Als ich an einem großen Kirschlorbeer vorbeigehe, schnellt ein Arm aus
der Dunkelheit hervor und greift nach mir. Ein Schrei löst sich aus meiner
Kehle und ich werde hinter das Gebüsch gezogen.
Dort lande ich an einer harten, warmen Männerbrust.
Eine Hand legt sich auf meinen Mund und jemand raunt mir ins Ohr: »Shhht!
Ich bin‘s.«
Gabriel!
Seine Stimme erkenne ich sofort.
Langsam lässt er die Hand sinken und ich atme keuchend ein.
»Bist du verrückt?«, flüstere ich atemlos. Mein Herz klopft wie ein
Presslufthammer, so sehr habe ich mich erschrocken.
»Warum läufst du hier ganz allein in der Dunkelheit herum?«
»Ich wollte weg«, erwidere ich. »Wo warst du die ganze Zeit? Warum hast
du dich hier versteckt?«
Ich höre ihn leise grinsen. »Wovor sollte ich mich bitte verstecken,
Cinderella?«
»Was weiß denn ich! Es war auf jeden Fall sehr unhöflich von dir, dass du
mich alleine hast sitzen lassen«, beschwere ich mich.
»Ich hab für dich den verdammten Prinzen gespielt, was willst du noch?«,
knurrt er.
»Etwas Beistand! Kaum warst du weg, da tauchte Luiz mit seiner neuen
Flamme auf.«
»Ach, deshalb bist du abgehauen«, murmelt er.

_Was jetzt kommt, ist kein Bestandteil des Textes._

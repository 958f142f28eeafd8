//! Principal resolution: admin flag and transitive parent groups.

use std::collections::VecDeque;

use ahash::AHashSet;

use crate::config::AccessConfig;
use crate::graph::GraphStore;

/// A principal as seen by one security context.
#[derive(Debug, Clone, PartialEq, Eq)]
pub struct ResolvedPrincipal {
    pub id: String,
    pub is_admin: bool,
    /// Every group that contains the principal, directly or transitively.
    pub parents: AHashSet<String>,
    /// Cache generation read before the principal was loaded. Answers
    /// computed from this snapshot may only be cached while no
    /// invalidation has happened since.
    pub loaded_at: u64,
}

impl ResolvedPrincipal {
    /// Load the principal from the graph. A dangling id resolves to `None`.
    ///
    /// `generation` must be read from the path cache before calling.
    pub fn load(
        graph: &dyn GraphStore,
        config: &AccessConfig,
        id: &str,
        generation: u64,
    ) -> Option<Self> {
        if !graph.node_exists(id) {
            tracing::debug!(principal = id, "principal does not exist");
            return None;
        }
        Some(Self {
            id: id.to_string(),
            is_admin: graph.flag(id, &config.properties.is_admin),
            parents: transitive_parents(graph, config, id),
            loaded_at: generation,
        })
    }

    /// The principal itself followed by its parent groups. These are the
    /// nodes grants and propagation paths may originate from.
    pub fn sources(&self) -> impl Iterator<Item = &str> {
        std::iter::once(self.id.as_str()).chain(self.parents.iter().map(String::as_str))
    }

    pub fn is_self_or_parent(&self, id: &str) -> bool {
        self.id == id || self.parents.contains(id)
    }
}

/// Breadth-first walk up `contains` edges, bounded by `max_depth`.
/// Cycles are tolerated; the principal itself is never its own parent.
pub fn transitive_parents(
    graph: &dyn GraphStore,
    config: &AccessConfig,
    principal: &str,
) -> AHashSet<String> {
    let contains = config.relationship_types.contains.as_str();
    let mut parents = AHashSet::new();
    let mut queue = VecDeque::from([(principal.to_string(), 0u32)]);

    while let Some((member, depth)) = queue.pop_front() {
        if depth >= config.max_depth {
            continue;
        }
        for rel in graph.incoming(&member, Some(contains)) {
            if rel.source != principal && parents.insert(rel.source.clone()) {
                queue.push_back((rel.source, depth + 1));
            }
        }
    }
    parents
}
//! Per-operation switches carried by a security context.

use serde::{Deserialize, Serialize};

/// Which visibility rule set `is_visible` applies.
#[derive(Debug, Clone, Copy, Default, PartialEq, Eq, Serialize, Deserialize)]
#[serde(rename_all = "lowercase")]
pub enum AccessMode {
    #[default]
    Frontend,
    Backend,
}

/// Operation switches that travel with the context. None of them affect
/// authorization decisions.
#[derive(Debug, Clone, Copy, PartialEq, Eq, Serialize, Deserialize)]
#[serde(default, rename_all = "camelCase")]
pub struct ContextFlags {
    pub cascading_delete: bool,
    pub prevent_duplicate_relationships: bool,
    pub read_only_transaction: bool,
    pub transaction_notifications: bool,
}

impl Default for ContextFlags {
    fn default() -> Self {
        Self {
            cascading_delete: true,
            prevent_duplicate_relationships: true,
            read_only_transaction: false,
            transaction_notifications: true,
        }
    }
}

#[cfg(test)]
mod tests {
    use super::*;

    #[test]
    fn defaults() {
        let flags = ContextFlags::default();
        assert!(flags.cascading_delete);
        assert!(flags.prevent_duplicate_relationships);
        assert!(!flags.read_only_transaction);
        assert!(flags.transaction_notifications);
        assert_eq!(AccessMode::default(), AccessMode::Frontend);
    }

    #[test]
    fn partial_json_keeps_defaults() {
        let flags: ContextFlags = serde_json::from_str(r#"{"readOnlyTransaction":true}"#).unwrap();
        assert!(flags.read_only_transaction);
        assert!(flags.cascading_delete);
    }
}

»Unter anderem. Außerdem hat Emma mir ständig Fragen wegen unserer
Trennung gestellt.«
»Also bist du nicht meinetwegen hier«, sagt er und es klingt wie eine Art
Feststellung.
Ich hebe den Kopf und suche seinen Blick. »Ich wusste doch nicht mal, wo
du bist«, erwidere ich wahrheitsgemäß. Erst jetzt wird mir sehr deutlich
bewusst, dass er immer noch meinen Arm festhält und dass ich viel zu dicht vor
ihm stehe.
Gabriel seufzt. »Ich weiß, dass ich das morgen bereuen werde, aber ich
kann nicht anders.« Er umfasst mit einer Hand meinen Nacken und zieht mich zu
sich heran.
Ich höre seine angespannten Atemzüge und nur Augenblicke später presst er
seine Lippen auf meine. Ein Zittern geht durch mich hindurch, der Boden unter
meinen Füßen bebt. Sehnsüchtig lege ich die Hände auf seine Schultern und halte
mich an ihm fest.
Er hat weiche Lippen, die zum Küssen gemacht sind. Seine Zunge dringt in
meinen Mund und trifft auf meine.
Sofort steht mein Innerstes in Flammen. Gabes Zunge umschmeichelt meine
und ich kann nicht glauben, dass dies wahrhaftig der Kuss ist, von dem ich seit
Jahren träume. Ein Kuss, wie ich ihn erwartet habe, seit ich zum ersten Mal ans
Küssen gedacht habe. Noch nie hat ein Kuss solche Gefühle in mir ausgelöst! Das
ist … ich fass es einfach nicht! Seine Hand gleitet meinen Rücken hinab und
stoppt auf Höhe des Kreuzbeins. Dort bewegt er seine Finger mit kleinen
Streichelbewegungen und sendet wohlige Schauer durch meinen ganzen Körper.
Ich keuche in seinen Mund, ringe nach Atem und neige den Kopf ein Stück
zur Seite, um ihn tiefer einzulassen. Himmel, ist das schön! Er kommt meiner
stummen Bitte nach und küsst mich tiefer, während er gleichzeitig den Druck auf
meinen Rücken verstärkt, mich an seinen Körper presst. Zwischen meinen Fingern
fühle ich den seidigen Stoff des Sakkos und als ich sie voller Sehnsucht
darunter schiebe, empfängt mich die Hitze seiner Haut, nur getrennt durch den
dünnen Stoff des Hemdes. Ein erstickter Laut dringt aus meiner Kehle und ich
drücke mich hoch auf die Zehenspitzen, um Gabe noch näher zu kommen. So eine
drängende Hitze habe ich noch nie gespürt und diesmal bin ich es, die seine
Zunge inniger umspielt, was er umgehend erwidert. Es kribbelt in meinen Adern
und ich fühle mich so lebendig. Zum ersten Mal habe ich das Bedürfnis, einem
Mann die Kleider vom Leib zu reißen und seine nackte Haut zu spüren. Ich sehne
mich danach, meine Finger unter das Hemd zu schieben und ihn zu berühren. Seine
Haut zu streicheln, zu fühlen, wie weich sie ist.